Man thats crazy. It sounds like one of those moments where you look back and think to yourself, what the heck was I thinking? Glad you made it out ok.

Sent from my SCH-I545 using Ohub Campfire mobile app


----------



## Bazzin05 (Feb 2, 2011)

Glad to hear you are okay. I've been using an auto inflating life jacket for the cold months in the boat. You don't even realize you have it on.


----------



## Nubes (Dec 3, 2012)

crazy...good thing your ok!


----------



## imalt (Apr 17, 2008)

It is crazy how fast things can go from good to really bad on the water. I had a similar experience early in the spring wading a section of the lmr that I have waded many times. But I got arrogant and ended up under water and going downstream in heavy current. That experience definitely put me in my place and made me much more careful. It's pretty scary to think of a cop having to show up at your front door to tell your family they found you dead in the river. Glad to see your ok.


----------



## Just Fishin' (Nov 27, 2012)

I dislike wearing a life jacket while kayaking, but stories like this remind me why I should. Things can happen in the blink of an eye.

Glad you're ok!

Sent from my SCH-I535 using Ohub Campfire mobile app


----------



## HOUSE (Apr 29, 2010)

montagc said:


> *Pucker factor 10*.


-You captured my story perfectly in those 3 words, lol!

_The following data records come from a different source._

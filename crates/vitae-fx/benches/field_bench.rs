//! Benchmarks for the shape field.
//!
//! Run with: cargo bench -p vitae-fx

use criterion::{BenchmarkId, Criterion, criterion_group, criterion_main};
use std::hint::black_box;
use vitae_core::geometry::CanvasSize;
use vitae_fx::{
    CommandBuffer, FieldConfig, LinkCache, LinkParams, Palette, RenderOptions, ShapeField,
    initialize_shapes, render,
};

const SIZE: CanvasSize = CanvasSize::new(1920.0, 1080.0);

fn bench_initialize(c: &mut Criterion) {
    let mut group = c.benchmark_group("field/initialize");
    for count in [30usize, 50, 80] {
        let config = FieldConfig::default().with_shape_count(count);
        group.bench_with_input(BenchmarkId::from_parameter(count), &config, |b, config| {
            b.iter(|| black_box(initialize_shapes(SIZE, config)))
        });
    }
    group.finish();
}

fn bench_tick(c: &mut Criterion) {
    let mut group = c.benchmark_group("field/tick");
    for count in [30usize, 50, 80] {
        let config = FieldConfig::default().with_shape_count(count);
        let Ok(mut field) = ShapeField::new(SIZE, config) else {
            continue;
        };
        group.bench_function(BenchmarkId::from_parameter(count), |b| {
            b.iter(|| {
                field.tick();
                black_box(field.shapes());
            })
        });
    }
    group.finish();
}

fn bench_frame(c: &mut Criterion) {
    let mut group = c.benchmark_group("field/frame");
    for count in [30usize, 80] {
        let config = FieldConfig::default().with_shape_count(count);
        let Ok(mut field) = ShapeField::new(SIZE, config) else {
            continue;
        };
        let mut links = LinkCache::new(LinkParams::default(), 1);
        let options = RenderOptions {
            glow: true,
            ..RenderOptions::default()
        };
        let mut buf = CommandBuffer::new();

        group.bench_function(BenchmarkId::new("tick+links+render", count), |b| {
            b.iter(|| {
                let tick = field.elapsed_ticks();
                field.tick();
                links.refresh(tick, field.shapes());
                buf.clear();
                render(
                    &mut buf,
                    field.size(),
                    field.shapes(),
                    links.links(),
                    &Palette::CV,
                    &options,
                );
                black_box(buf.len());
            })
        });
    }
    group.finish();
}

criterion_group!(benches, bench_initialize, bench_tick, bench_frame);
criterion_main!(benches);
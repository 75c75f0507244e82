#![forbid(unsafe_code)]

//! Procedural shape field for the vitae backdrop.
//!
//! - [`field`]: deterministic golden-angle placement and noise-driven motion
//! - [`connections`]: constellation lines between nearby shapes
//! - [`draw`]: flat canvas-style draw command stream
//!
//! The crate is pure computation: no clocks, no I/O, no global state.

pub mod color;
pub mod connections;
pub mod draw;
pub mod field;
pub mod noise;
pub mod palette;
pub mod shape;

pub use color::Rgba;
pub use connections::{Link, LinkCache, LinkParams, build_links};
pub use draw::{CommandBuffer, DrawCommand, DrawSurface, RenderOptions, Stroke, paint_background, render};
pub use field::{FieldConfig, FieldError, MAX_SHAPES, ShapeField, initialize_shapes, tick_shapes};
pub use noise::ValueNoise;
pub use palette::{OutlineStyle, Palette};
pub use shape::{MAX_DRIFT, Shape, ShapeKind};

Thanks to everyone for the kind wishes and support. I got back out on the water this week and it was a bit nerve wracking going through even the tiniest of riffles. I'm definitely going to get a wet suit before I go out on the Ohio again, that or get one of Mike's fuzzy hats. That should keep me afloat. 

I forgot one other horrible detail: When I got to shore, my fishfinder started making horrible noises so I unplugged it. I noticed water pouring out of it and when I looked at the side of the unit, the rubber seal was defective and the thing had filled completely with water! I had just got the darn thing and now it's toast. Check out this picture and see if you can make any sense of how the heck this happened? I think it may have been defective since I got it and I didn't notice, or perhaps the plastic behind the leak was weak and caved in with the water pressure. I only had the unit out on the water 3 times. When it was mounted on my kayak, there wasn't anything that could have hit it in such a spot to knock the rubber seal in. Is there any way the water pressure from the rapids could have imploded it? That's the only way I think it could have happened. I have to send it in for repair, so maybe they'll be able to find out when they open it up. There aren't any scratches where it happened, so I really don't think it got pushed in by anything other than the water. 
Any ideas?


----------



## E_Lin (Jun 30, 2011)

As intelligent as we are, and as creative humans can be to find ways to entertain ourselves and stay safe while doing so, nature can and does still show us sometimes who is really in charge. How easy it is for any of us to forget that.

I'm glad to see you are OK House.


----------



## backlashed (Mar 19, 2011)

I'm really glad it turned out OK.

Your second paragraph sound like it could have started with 'hold my beer'.


----------



## hogtrman (May 13, 2012)

Glad your able to tell your story. I was fighting a pike in my canoe at the boundary waters in Canada. I was in the water before I knew it. It happened so fast and I didn't know which way was up. I had on my life vest, so I calmed down and let the vest take me to the surface. I always wear one now.


----------



## backlashed (Mar 19, 2011)

Saw this on the CBSNews last night House.


----------



## LittleMiamiJeff (Oct 1, 2005)

Glad you had a safe ending, better to live to tell the story than be the story. 
I fell in last Memorial Day, got in yak and just kept going over. No jacket, EVERYTHING on the bottom of very slow moving COLD trout water. Got everything back but my pride....... 
LMJ


----------



## SMBHooker (Jan 3, 2008)

House, try these out next time . . I think they could save your life plus with you being super into fashion and all they look great on you.


----------



## fishingful (Apr 5, 2004)

What you experienced was a foot entrapment. That very easily could have taken your life even with a life jacket on. Moving water is a whole different thing than a normal lake. I wear my life jacket at all times in a kayak. I have a really comphy astral jacket (the one I am wearing I'm my avatar). Its expensive but I have decided to buy top quality safety equipment because my life is worth the price. 

If your in moving water the "nose and toes" rule applies. Nose and toes to the sky and pointed down river. That way you can use your feet to deflect off rocks until you can get in slack water and swim river right or left. Priorities in a capsize are person first.....then boat paddle and gear. Don't ever try to stand up or you may have a foot entrapment and the current will pull your body under and down river.

And that's my american canoe association instructor speech of the week.

Lol

Glad it worked out and you made it home.


----------



## HOUSE (Apr 29, 2010)

SMBHooker said:


> House, try these out next time . . I think they could save your life plus with you being super into fashion and all they look great on you.


You will not be getting a Christmas card this year, SMB...


----------



## 9Left (Jun 23, 2012)

House..glad youre still with us and able to post your story...be careful out there man..we enjoy reading your posts!


----------